For most armchair mountaineers, Everest is the ultimate peak. Located in the heart of the Himalaya, the tallest mountain on the planet may be well traveled these days, but its lure is undeniable, as evidenced by all the attention it gets each year during the spring climbing season.
Most Everest fans know that there are multiple routes to the summit, with the vast majority of climbers making the approach from the South or North sides. But those two routes are vastly different from one another, and the experience in climbing them is quite unique. Who better to explain those differences than Alan Arnette, a man who has been to the mountain on several occasions, and covers the climbing season exhaustively each year.

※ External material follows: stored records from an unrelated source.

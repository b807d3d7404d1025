use crate::ant::Ant;
use crate::colony::Colony;
use crate::config::SpiderConfig;
use crate::direction::{Direction, Vec2};
use crate::ids::AgentId;
use crate::predator::Predator;
use crate::simulation::clock::Phase;
use crate::world::{Bounds, World};
use tracing::debug;

/// What the spider is doing
#[derive(Clone, Copy, Debug, PartialEq)]
pub enum SpiderState {
    Wandering,
    Fleeing { remaining_ms: f64 },
    Dying { remaining_ms: f64 },
}

impl SpiderState {
    pub const fn as_str(&self) -> &'static str {
        match self {
            SpiderState::Wandering => "wandering",
            SpiderState::Fleeing { .. } => "fleeing",
            SpiderState::Dying { .. } => "dying",
        }
    }
}

/// World inputs for one spider step
#[derive(Clone, Copy, Debug)]
pub struct SpiderContext<'a> {
    pub dt_ms: f64,
    pub bounds: &'a Bounds,
    pub edge_buffer: f64,
    /// A colony closer than this can rally its ants against the spider
    pub colony_reach: f64,
}

/// A web left behind by the spider. It slows ants that walk into it and
/// breaks once it has held one of them long enough.
#[derive(Clone, Debug)]
pub struct Web {
    pub position: Vec2,
    radius: f64,
    slow_ms: f64,
    slow_factor: f64,
    hold_ms: f64,
    held: Vec<(AgentId, f64)>,
    broken: bool,
}

impl Web {
    pub fn new(position: Vec2, config: &SpiderConfig) -> Self {
        Self {
            position,
            radius: config.web_radius,
            slow_ms: config.web_slow_ms,
            slow_factor: config.web_slow_factor,
            hold_ms: config.web_hold_ms,
            held: Vec::new(),
            broken: false,
        }
    }

    #[inline]
    pub fn radius(&self) -> f64 {
        self.radius
    }

    #[inline]
    pub fn is_broken(&self) -> bool {
        self.broken
    }

    pub fn holds(&self, ant: AgentId) -> bool {
        self.held.iter().any(|&(id, _)| id == ant)
    }

    /// Catch ants inside the web and age the hold on ants already caught
    pub fn snare(&mut self, ants: &mut [Ant], dt_ms: f64) {
        if self.broken {
            return;
        }
        // Ants eaten since the last tick
        self.held
            .retain(|&(id, _)| ants.binary_search_by_key(&id, |a| a.id).is_ok());

        let mut expired = None;
        for ant in ants.iter_mut() {
            if let Some(entry) = self.held.iter_mut().find(|(id, _)| *id == ant.id) {
                entry.1 += dt_ms;
                if entry.1 >= self.hold_ms {
                    expired = Some(ant.id);
                    break;
                }
            } else if ant.position.distance(self.position) < self.radius {
                ant.entangle(self.slow_ms, self.slow_factor);
                self.held.push((ant.id, 0.0));
            }
        }

        // A broken web lets go of everything it held
        if let Some(id) = expired {
            debug!(ant = %id, held = self.held.len(), "web broke");
            for ant in ants.iter_mut().filter(|a| self.holds(a.id)) {
                ant.release();
            }
            self.held.clear();
            self.broken = true;
        }
    }
}

/// Nocturnal hunter. It never captures ants; it scares them and leaves
/// webs, and retreats into a plant or bush at daybreak.
#[derive(Clone, Debug)]
pub struct Spider {
    position: Vec2,
    direction: Direction,
    state: SpiderState,
    /// Speed multiplier for the current state
    pace: f64,
    web_cooldown_ms: f64,
    gone: bool,
    tuning: SpiderConfig,
}

impl Spider {
    pub fn new(position: Vec2, config: &SpiderConfig, rng: &mut fastrand::Rng) -> Self {
        Self {
            position,
            direction: Direction::random(rng),
            state: SpiderState::Wandering,
            pace: 1.0,
            web_cooldown_ms: config.web_cooldown_ms,
            gone: false,
            tuning: config.clone(),
        }
    }

    #[inline]
    pub fn position(&self) -> Vec2 {
        self.position
    }

    #[inline]
    pub fn direction(&self) -> Direction {
        self.direction
    }

    #[inline]
    pub fn state(&self) -> SpiderState {
        self.state
    }

    /// Sheltered or dead; the owner drops it
    #[inline]
    pub fn is_gone(&self) -> bool {
        self.gone
    }

    fn set_state(&mut self, state: SpiderState) {
        if std::mem::discriminant(&state) != std::mem::discriminant(&self.state) {
            debug!(from = self.state.as_str(), to = state.as_str(), "spider state");
        }
        self.state = state;
    }

    /// One tick. Returns a freshly spun web, if any.
    pub fn update(
        &mut self,
        ctx: &SpiderContext<'_>,
        ants: &[Ant],
        colonies: &[Colony],
        rng: &mut fastrand::Rng,
    ) -> Option<Web> {
        if self.gone {
            return None;
        }

        let mut web = None;
        match self.state {
            SpiderState::Dying { remaining_ms } => {
                let remaining_ms = remaining_ms - ctx.dt_ms;
                if remaining_ms <= 0.0 {
                    self.gone = true;
                    debug!("spider died");
                    return None;
                }
                self.state = SpiderState::Dying { remaining_ms };
            }
            SpiderState::Fleeing { remaining_ms } => {
                let remaining_ms = remaining_ms - ctx.dt_ms;
                if remaining_ms <= 0.0 {
                    self.set_state(SpiderState::Wandering);
                } else {
                    self.state = SpiderState::Fleeing { remaining_ms };
                    web = self.spin(ctx.dt_ms, self.tuning.fleeing_web_chance, rng);
                }
            }
            SpiderState::Wandering => {
                web = self.spin(ctx.dt_ms, self.tuning.web_chance, rng);
                self.face_colonies(ctx, ants, colonies, rng);
                if self.state == SpiderState::Wandering && rng.f64() < self.tuning.wander_chance {
                    self.direction = Direction::random(rng);
                }
            }
        }

        self.advance(ctx);
        web
    }

    /// Near a colony with enough ants around: flee from it or die
    fn face_colonies(
        &mut self,
        ctx: &SpiderContext<'_>,
        ants: &[Ant],
        colonies: &[Colony],
        rng: &mut fastrand::Rng,
    ) {
        let Some(colony) = colonies
            .iter()
            .find(|c| self.position.distance(c.position) < ctx.colony_reach)
        else {
            return;
        };
        let defenders = ants
            .iter()
            .filter(|a| a.position.distance(self.position) < self.tuning.alert_radius)
            .count();
        if defenders < self.tuning.ants_to_challenge {
            return;
        }

        if rng.f64() < self.tuning.flee_chance {
            self.direction = self.direction.towards(colony.position, self.position);
            self.set_state(SpiderState::Fleeing {
                remaining_ms: self.tuning.flee_ms,
            });
        } else {
            self.pace = 0.0;
            self.set_state(SpiderState::Dying {
                remaining_ms: self.tuning.dying_ms,
            });
        }
    }

    fn spin(&mut self, dt_ms: f64, chance: f64, rng: &mut fastrand::Rng) -> Option<Web> {
        if self.web_cooldown_ms > 0.0 {
            self.web_cooldown_ms -= dt_ms;
            return None;
        }
        if rng.f64() >= chance {
            return None;
        }
        self.web_cooldown_ms = self.tuning.web_cooldown_ms;
        debug!(x = self.position.x, y = self.position.y, "web spun");
        Some(Web::new(self.position, &self.tuning))
    }

    fn advance(&mut self, ctx: &SpiderContext<'_>) {
        let (heading, _) = ctx
            .bounds
            .steer_off_edges(self.position, self.direction, ctx.edge_buffer);
        self.direction = heading;
        let step = self.tuning.speed * self.pace * ctx.dt_ms / 1000.0;
        self.position = ctx.bounds.clamp(self.position.offset(self.direction, step));
    }
}

impl Predator for Spider {
    fn position(&self) -> Vec2 {
        self.position
    }

    fn is_threatening(&self) -> bool {
        !self.gone && !matches!(self.state, SpiderState::Dying { .. })
    }

    fn on_phase_change(&mut self, phase: Phase, world: &World, rng: &mut fastrand::Rng) {
        if phase != Phase::Day || self.gone || matches!(self.state, SpiderState::Dying { .. }) {
            return;
        }
        match world.nearest_where(self.position, |n| n.kind.is_shelter()) {
            Some(shelter) => {
                self.position = shelter.position;
                self.gone = true;
                debug!(node = %shelter.id, "spider sheltered");
            }
            None => {
                self.direction = Direction::random(rng);
                self.pace = 2.0;
                self.set_state(SpiderState::Dying {
                    remaining_ms: self.tuning.daylight_dying_ms,
                });
            }
        }
    }
}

On his Everest 2010 blog, Alan has posted a great article that spells out the differences between the two most commonly climbed routes. He explains the positives of climbing from each side, and lays out the concerns as well, before breaking down the stages to reaching the summit in detail, and pointing out the important landmarks along the way.
For instance, on the South Col route, which is on the Nepali side of the mountain, Alan notes that it the trek to BC is beautiful and local villages are a great place to acclimatize before going up the mountain. But he points out that the Khumbu Icefall must be negotiated from that side of the mountain. In contrast, the Northeast Ridge route, on the Tibetan side, is less crowded and allows you to drive to base camp, but it is generally windier and colder as well, and requires a longer summit night to be successful.

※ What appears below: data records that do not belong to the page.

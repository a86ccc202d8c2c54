//! Shared fixture: a temporary SQLite database built from the reference
//! schema and seeded with a small, known data set.
//!
//! | id | developer | project | language | editor (id) | start_time          | minutes |
//! |----|-----------|---------|----------|-------------|---------------------|---------|
//! | 1  | alice     | Alpha   | Go       | VSCode (1)  | 2024-03-01 09:00:00 | 60      |
//! | 2  | alice     | Alpha   | Rust     | Vim (2)     | 2024-03-01 14:00:00 | 30      |
//! | 3  | alice     | Beta    | Go       | VSCode (1)  | 2024-03-02 10:00:00 | 90      |
//! | 4  | bob       | Beta    | Python   | VSCode (3)  | 2024-03-02 11:00:00 | 140     |
//! | 5  | bob       | Alpha   | Rust     | Vim (2)     | 2024-03-03 08:00:00 | 110     |
//! | 6  | bob       | Alpha   | Go       | VSCode (1)  | 2024-03-03 16:00:00 | 15      |
//!
//! carol, Gamma and Emacs exist without any sessions. Editor id 3 repeats the
//! name "VSCode".

#![allow(dead_code)]

use devtrack::db::db::Db;
use rusqlite::Connection;
use std::path::PathBuf;
use tempfile::TempDir;
use test_context::TestContext;

pub const SCHEMA: &str = include_str!("../../sql/schema.sql");

const SEED: &str = "
INSERT INTO developers (developer_id, nickname) VALUES (1, 'alice'), (2, 'bob'), (3, 'carol');
INSERT INTO projects (project_id, name) VALUES (1, 'Alpha'), (2, 'Beta'), (3, 'Gamma');
INSERT INTO languages (language_id, name) VALUES (1, 'Go'), (2, 'Python'), (3, 'Rust');
INSERT INTO editors (editor_id, name) VALUES (1, 'VSCode'), (2, 'Vim'), (3, 'VSCode'), (4, 'Emacs');
INSERT INTO activity_sessions
    (activity_id, developer_id, project_id, language_id, editor_id, start_time, duration_minutes, branch, os)
VALUES
    (1, 1, 1, 1, 1, '2024-03-01 09:00:00', 60, 'main', 'linux'),
    (2, 1, 1, 3, 2, '2024-03-01 14:00:00', 30, 'feature/parser', 'linux'),
    (3, 1, 2, 1, 1, '2024-03-02 10:00:00', 90, 'main', 'macos'),
    (4, 2, 2, 2, 3, '2024-03-02 11:00:00', 140, 'develop', 'windows'),
    (5, 2, 1, 3, 2, '2024-03-03 08:00:00', 110, 'main', 'linux'),
    (6, 2, 1, 1, 1, '2024-03-03 16:00:00', 15, 'hotfix', 'linux');
";

pub struct ActivityDbContext {
    _temp_dir: TempDir,
    pub path: PathBuf,
}

impl ActivityDbContext {
    pub fn descriptor(&self) -> String {
        self.path.to_string_lossy().into_owned()
    }

    pub fn open(&self) -> Db {
        Db::open(&self.descriptor()).unwrap()
    }

    /// Direct rusqlite handle for checks that bypass devtrack.
    pub fn raw(&self) -> Connection {
        Connection::open(&self.path).unwrap()
    }

    pub fn session_count(&self) -> i64 {
        self.raw()
            .query_row("SELECT COUNT(*) FROM activity_sessions", [], |row| row.get(0))
            .unwrap()
    }
}

impl TestContext for ActivityDbContext {
    fn setup() -> Self {
        let temp_dir = tempfile::tempdir().unwrap();
        let path = temp_dir.path().join("activity.db");

        let conn = Connection::open(&path).unwrap();
        conn.execute_batch(SCHEMA).unwrap();
        conn.execute_batch(SEED).unwrap();
        conn.close().unwrap();

        ActivityDbContext { _temp_dir: temp_dir, path }
    }
}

Looking at the routes in detail, Alan tells us about each stage of the climb, and how long it should take to get there. For instance, on the South side, the climb from BC to Camp 1 requires roughly 4-6 hours, but is also the most dangerous part of the route, as the mountaineers have to cross the Icefalls. He also notes the locations of such famous landmarks as the Yellow Band, the Balcony, and the Hillary Step. The same detailed look is applied to the North side, where we garner information not only on the various camps on that side of the mountain, but also the First and Second Steps, the Summit Pyramid, and so on.
With the season set to get underway soon, this article serves as a nice primer for those who will be following the teams in the next few months. And for those of us for which this is kind of old hat, it’s a nice reminder of the challenges the mountaineers have to overcome to stand on the summit of Everest.